Travelers using Calgary International Airport can pull out their laptops and PDAs and get connected to the Internet in virtually any location throughout the terminals, thanks to a recently implemented wireless LAN (WLAN).

The airport started looking at its wireless options about two years ago when it identified that it had some coverage issues, explained Paul Lawrence, director of information technologies and telecommunications at the Calgary Airport Authority (CAA), the not-for-profit body responsible for the Calgary Airport.

“We wanted to address [those issues] on the wireless cellular level and we knew that Wi-Fi was already here so we wanted to also advance that capability within the airport at that time,” he said.

The airport had been fielding inquiries from travelers over the past year-and-a-half as to when the airport would start providing wireless access, Lawrence noted. He added that the airlines were also specifically interested in being able to use wireless for some of their applications, mainly their maintenance programs.

The CAA worked with both Telus Corp. and Telus Mobility to implement the WLAN. Telus Mobility was responsible for building the public hotspot and Telus corporate was focused on building the managed wireless LAN solution that will be used by airport workers, explained Chris Langdon, director of wireless business solutions at Telus Mobility in Burnaby, B.C.

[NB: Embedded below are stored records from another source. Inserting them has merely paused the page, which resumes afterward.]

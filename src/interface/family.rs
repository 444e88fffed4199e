//! Interface families and revision parsing.
//!
//! The target runtime hands out its interfaces by name. Every name has the form
//! `"<Family>_<digits>"`, e.g. `"IVRCompositor_027"`, where the numeric suffix identifies a
//! historical layout of the family's dispatch table. This module classifies such names
//! without any side effects.
//!
//! # Examples
//!
//! ```rust
//! use vrshim::interface::{InterfaceFamily, InterfaceVersion};
//!
//! let version = InterfaceVersion::parse("IVRCompositor_009").unwrap();
//! assert_eq!(version.family, InterfaceFamily::Compositor);
//! assert_eq!(version.revision, 9);
//!
//! assert_eq!(InterfaceFamily::Compositor.parse_revision("IVRCompositor_9a"), None);
//! assert!(InterfaceVersion::parse("IVRChaperone_003").is_none());
//! ```

use std::fmt;

use strum::{Display, EnumCount, EnumIter, IntoEnumIterator, IntoStaticStr};

/// A named group of related calls exposed by the target runtime.
///
/// Families are versioned independently from each other. The `Display` output and
/// [`prefix`](Self::prefix) are the exact, case-sensitive name prefix the runtime uses.
#[derive(
    Clone,
    Copy,
    Debug,
    PartialEq,
    Eq,
    Hash,
    PartialOrd,
    Ord,
    EnumIter,
    EnumCount,
    Display,
    IntoStaticStr,
)]
pub enum InterfaceFamily {
    /// `IVRClientCore`, the runtime's root object. Owns the object-level interface factory
    /// and the cleanup call that ends a load cycle.
    #[strum(serialize = "IVRClientCore")]
    ClientCore,
    /// `IVRCompositor`, owner of the frame submission call.
    #[strum(serialize = "IVRCompositor")]
    Compositor,
    /// `IVRSystem`, owner of the render target sizing query.
    #[strum(serialize = "IVRSystem")]
    System,
}

impl InterfaceFamily {
    /// Returns the interface-name prefix of this family.
    #[must_use]
    pub fn prefix(self) -> &'static str {
        self.into()
    }

    /// Extracts the revision from `name` if it belongs to this family.
    ///
    /// The name must be exactly the family prefix, an underscore and a non-empty run of ASCII
    /// decimal digits that fits into a `u32`. Anything else, including trailing characters
    /// after the digits, is not a match.
    ///
    /// # Arguments
    ///
    /// * `name` - The interface name requested from the runtime
    ///
    /// # Returns
    ///
    /// `Some(revision)` on a match, `None` otherwise.
    #[must_use]
    pub fn parse_revision(self, name: &str) -> Option<u32> {
        let digits = name.strip_prefix(self.prefix())?.strip_prefix('_')?;
        if digits.is_empty() || !digits.bytes().all(|b| b.is_ascii_digit()) {
            return None;
        }

        digits.parse().ok()
    }
}

/// A classified interface name: which family it belongs to and which revision it requests.
#[derive(Clone, Copy, Debug, PartialEq, Eq, Hash)]
pub struct InterfaceVersion {
    /// The family the name belongs to.
    pub family: InterfaceFamily,
    /// The numeric revision suffix.
    pub revision: u32,
}

impl InterfaceVersion {
    /// Creates a new interface version.
    #[must_use]
    pub fn new(family: InterfaceFamily, revision: u32) -> Self {
        Self { family, revision }
    }

    /// Classifies an interface name against every known family.
    ///
    /// Families are tried in declaration order; family prefixes never overlap once the
    /// separating underscore is taken into account, so at most one family can match.
    ///
    /// # Arguments
    ///
    /// * `name` - The interface name requested from the runtime
    ///
    /// # Returns
    ///
    /// The family and revision, or `None` if the name belongs to no tracked family or is
    /// malformed.
    #[must_use]
    pub fn parse(name: &str) -> Option<Self> {
        InterfaceFamily::iter().find_map(|family| {
            family
                .parse_revision(name)
                .map(|revision| Self::new(family, revision))
        })
    }
}

impl fmt::Display for InterfaceVersion {
    fn fmt(&self, f: &mut fmt::Formatter<'_>) -> fmt::Result {
        write!(f, "{}_{:03}", self.family, self.revision)
    }
}

#[cfg(test)]
mod tests {
    use super::*;

    #[test]
    fn test_prefixes() {
        assert_eq!(InterfaceFamily::ClientCore.prefix(), "IVRClientCore");
        assert_eq!(InterfaceFamily::Compositor.prefix(), "IVRCompositor");
        assert_eq!(InterfaceFamily::System.prefix(), "IVRSystem");
        assert_eq!(InterfaceFamily::COUNT, 3);
    }

    #[test]
    fn test_parse_revision_leading_zeros() {
        assert_eq!(
            InterfaceFamily::Compositor.parse_revision("IVRCompositor_009"),
            Some(9)
        );
        assert_eq!(
            InterfaceFamily::System.parse_revision("IVRSystem_022"),
            Some(22)
        );
        assert_eq!(
            InterfaceFamily::ClientCore.parse_revision("IVRClientCore_0"),
            Some(0)
        );
    }

    #[test]
    fn test_parse_revision_rejects_malformed() {
        let family = InterfaceFamily::Compositor;
        assert_eq!(family.parse_revision("IVRCompositor_9a"), None);
        assert_eq!(family.parse_revision("IVRCompositor_"), None);
        assert_eq!(family.parse_revision("IVRCompositor009"), None);
        assert_eq!(family.parse_revision("IVRCompositor_+9"), None);
        assert_eq!(family.parse_revision("IVRCompositor_-1"), None);
        assert_eq!(family.parse_revision("IVRCompositor_ 9"), None);
        assert_eq!(family.parse_revision("ivrcompositor_009"), None);
        assert_eq!(family.parse_revision("XIVRCompositor_009"), None);
        assert_eq!(family.parse_revision("IVRCompositor_99999999999"), None);
    }

    #[test]
    fn test_parse_revision_is_family_specific() {
        assert_eq!(
            InterfaceFamily::System.parse_revision("IVRSystemEx_003"),
            None
        );
        assert_eq!(
            InterfaceFamily::System.parse_revision("IVRCompositor_003"),
            None
        );
    }

    #[test]
    fn test_classify() {
        assert_eq!(
            InterfaceVersion::parse("IVRClientCore_003"),
            Some(InterfaceVersion::new(InterfaceFamily::ClientCore, 3))
        );
        assert_eq!(
            InterfaceVersion::parse("IVRCompositor_027"),
            Some(InterfaceVersion::new(InterfaceFamily::Compositor, 27))
        );
        assert_eq!(InterfaceVersion::parse("IVRChaperone_003"), None);
        assert_eq!(InterfaceVersion::parse("FnTable:IVRSystem_022"), None);
        assert_eq!(InterfaceVersion::parse(""), None);
    }

    #[test]
    fn test_display_round_trips_through_parse() {
        let version = InterfaceVersion::new(InterfaceFamily::Compositor, 9);
        assert_eq!(version.to_string(), "IVRCompositor_009");
        assert_eq!(InterfaceVersion::parse(&version.to_string()), Some(version));
    }
}
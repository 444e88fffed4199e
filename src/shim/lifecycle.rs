//! Lifecycle of the shim: from an absent runtime to intercepted, and back.
//!
//! ```text
//!   UNINSTALLED ──install()──▶ INSTALLED
//!        ▲                         │
//!        └──────on_cleanup()───────┘
//! ```

use tracing::{debug, info};

use crate::{shim::Shim, Result};

/// Result of [`Shim::install`].
#[derive(Clone, Copy, Debug, PartialEq, Eq)]
pub enum InstallOutcome {
    /// The factory export was intercepted.
    Installed,
    /// The factory export was already intercepted; nothing was done.
    AlreadyInstalled,
    /// The target module is not loaded yet. Call [`Shim::install`] again later.
    ModuleAbsent,
    /// The target module is the module hosting this crate, which must not intercept itself.
    SelfHosted,
}

impl Shim {
    /// Intercepts the interface factory export of the target runtime, if it is loaded.
    ///
    /// Idempotent: once installed, further calls do nothing until [`on_cleanup`] resets the
    /// shim. A missing target module is not an error; the embedder is expected to retry,
    /// e.g. whenever a new module is loaded into the process. After a cleanup the runtime is
    /// usually still loaded and no such event follows, so the embedder calls this again
    /// itself before the next session.
    ///
    /// [`on_cleanup`]: Shim::on_cleanup
    ///
    /// # Errors
    ///
    /// Returns [`crate::Error::InstallFailed`] if the backend could not intercept the export.
    /// The shim stays uninstalled and the call can be retried.
    pub fn install(&self) -> Result<InstallOutcome> {
        let mut state = lock!(self.state);
        if state.module_intercept_installed {
            return Ok(InstallOutcome::AlreadyInstalled);
        }

        let module_name = self.config.module_name.as_str();
        let Some(module) = self.probe.loaded_module(module_name) else {
            debug!(module = module_name, "target runtime not loaded yet");
            return Ok(InstallOutcome::ModuleAbsent);
        };
        if module == self.probe.self_module() {
            debug!(module = module_name, "target runtime is the hosting module");
            return Ok(InstallOutcome::SelfHosted);
        }

        info!(module = module_name, "target runtime is loaded, installing intercepts");
        self.install_export_intercept(module)?;
        state.module_intercept_installed = true;

        Ok(InstallOutcome::Installed)
    }

    /// Ends a load cycle of the target runtime.
    ///
    /// Runs the original cleanup first, then removes every intercept this shim installed,
    /// including the factory export, and resets the process-wide state. A later
    /// [`install`](Shim::install) starts from scratch.
    ///
    /// # Arguments
    ///
    /// * `call_original` - Invokes the original `IVRClientCore::Cleanup`
    pub fn on_cleanup<F>(&self, call_original: F)
    where
        F: FnOnce(),
    {
        call_original();

        info!("IVRClientCore::Cleanup was called, removing intercepts");
        let mut state = lock!(self.state);
        self.remove_all_intercepts();
        state.reset();
    }
}

#[cfg(test)]
mod tests {
    use std::{cell::Cell, sync::Arc};

    use super::*;
    use crate::{
        config::ShimConfig,
        forward::NoopObserver,
        runtime::{InterceptId, ModuleHandle},
        test::{instance, MockBackend, MockProbe},
        Error,
    };

    const RUNTIME: ModuleHandle = ModuleHandle::new(0x7ff0_0000);

    fn shim(backend: &MockBackend, probe: MockProbe) -> Shim {
        Shim::new(backend.clone(), probe, Arc::new(NoopObserver))
    }

    #[test]
    fn test_absent_module_defers() {
        let backend = MockBackend::new();
        let shim = shim(&backend, MockProbe::absent());

        assert_eq!(shim.install().unwrap(), InstallOutcome::ModuleAbsent);
        assert!(!shim.is_installed());
        assert!(backend.export_installs().is_empty());
    }

    #[test]
    fn test_install_is_idempotent() {
        let backend = MockBackend::new();
        let shim = shim(&backend, MockProbe::loaded(RUNTIME));

        assert_eq!(shim.install().unwrap(), InstallOutcome::Installed);
        assert_eq!(shim.install().unwrap(), InstallOutcome::AlreadyInstalled);

        assert!(shim.is_installed());
        assert_eq!(
            backend.export_installs(),
            vec![("VRClientCoreFactory".to_string(), RUNTIME)]
        );
        assert!(shim.original(InterceptId::ClientCoreFactory).is_some());
    }

    #[test]
    fn test_install_uses_configured_names() {
        let backend = MockBackend::new();
        let probe = MockProbe::loaded(RUNTIME).named("vrclient_test.so");
        let shim = shim(&backend, probe).with_config(
            ShimConfig::new()
                .with_module_name("vrclient_test.so")
                .with_factory_export("TestFactory"),
        );

        assert_eq!(shim.install().unwrap(), InstallOutcome::Installed);
        assert_eq!(
            backend.export_installs(),
            vec![("TestFactory".to_string(), RUNTIME)]
        );
    }

    #[test]
    fn test_self_hosted_module_is_refused() {
        let backend = MockBackend::new();
        let shim = shim(&backend, MockProbe::loaded(RUNTIME).hosting(RUNTIME));

        assert_eq!(shim.install().unwrap(), InstallOutcome::SelfHosted);
        assert!(!shim.is_installed());
        assert!(backend.export_installs().is_empty());
    }

    #[test]
    fn test_failed_install_can_be_retried() {
        let backend = MockBackend::new().failing_on(InterceptId::ClientCoreFactory);
        let shim = shim(&backend, MockProbe::loaded(RUNTIME));

        assert!(matches!(
            shim.install(),
            Err(Error::InstallFailed {
                id: InterceptId::ClientCoreFactory,
                ..
            })
        ));
        assert!(!shim.is_installed());

        backend.clear_failure();
        assert_eq!(shim.install().unwrap(), InstallOutcome::Installed);
    }

    #[test]
    fn test_cleanup_forwards_then_resets() {
        let backend = MockBackend::new();
        let shim = shim(&backend, MockProbe::loaded(RUNTIME));

        shim.install().unwrap();
        shim.on_interface_resolved("IVRClientCore_003", Some(instance(0x10)))
            .unwrap();
        shim.on_interface_resolved("IVRCompositor_027", Some(instance(0x20)))
            .unwrap();
        shim.on_interface_resolved("IVRSystem_022", Some(instance(0x30)))
            .unwrap();
        assert_eq!(shim.intercepts().len(), 5);

        let forwarded = Cell::new(false);
        shim.on_cleanup(|| {
            assert_eq!(shim.intercepts().len(), 5);
            forwarded.set(true);
        });

        assert!(forwarded.get());
        assert!(shim.intercepts().is_empty());
        assert!(shim.state().is_empty());
        assert_eq!(
            backend.removed(),
            vec![
                InterceptId::ClientCoreFactory,
                InterceptId::GetGenericInterface,
                InterceptId::Cleanup,
                InterceptId::SubmitCurrent,
                InterceptId::RecommendedRenderTargetSize,
            ]
        );
    }

    #[test]
    fn test_cycle_restarts_from_scratch() {
        let backend = MockBackend::new();
        let shim = shim(&backend, MockProbe::loaded(RUNTIME));

        shim.install().unwrap();
        shim.on_interface_resolved("IVRCompositor_009", Some(instance(0x20)))
            .unwrap();
        shim.on_cleanup(|| {});

        assert_eq!(shim.install().unwrap(), InstallOutcome::Installed);
        shim.on_interface_resolved("IVRCompositor_027", Some(instance(0x40)))
            .unwrap();

        assert_eq!(
            shim.state().revision(crate::interface::InterfaceFamily::Compositor),
            Some(27)
        );
        assert_eq!(backend.export_installs().len(), 2);
        assert_eq!(
            backend.slot_installs(),
            vec![
                ("IVRCompositor::Submit".to_string(), 4, InterceptId::SubmitCurrent),
                ("IVRCompositor::Submit".to_string(), 5, InterceptId::SubmitCurrent),
            ]
        );
    }
}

“There is a private wireless LAN that the internal users of the Calgary Airport would access to get [connected] to their back end systems wirelessly in a secure manner. There is a public edge also, another virtual LAN that the public can access — and never the twain shall meet. The public can’t access the systems that the internal Calgary airport personnel are using and similarly, the internal airport isn’t interested in accessing the public Internet.”

Although Langdon admits that with any wireless technology there might be some small holes that don’t have coverage, Telus has tried to deploy access points in such a way that most of the airport receives Wi-Fi access. He added that the public WLAN, which comprises roughly 123 different hotspots, will provide access to all areas of the airport where travellers are free to roam, including restaurants, car rental kiosks, departure lounges and arrival areas.

The private side of the WLAN will be used by the tenants and various businesses at the airport, including airlines, food and service providers, and potentially retailers, said Donovan Volk, national marketing manager, wireless business solutions at Telus in Calgary. Because the entire airport is blanketed with Wi-Fi access, Volk said such thorough coverage will enable the CAA to deploy more advanced services in the future, including radio frequency identification (RFID) tagging and voice-overIP.

Currently the airport can support roughly 4,000 simultaneous users, Volk said. “You are never going to get 30 or 40 people per access point everywhere in the airport but the capacity is definitely there.”

Lawrence predicted that at first the public hotspot will be used more frequently than the private, but in the long run the reverse will be true.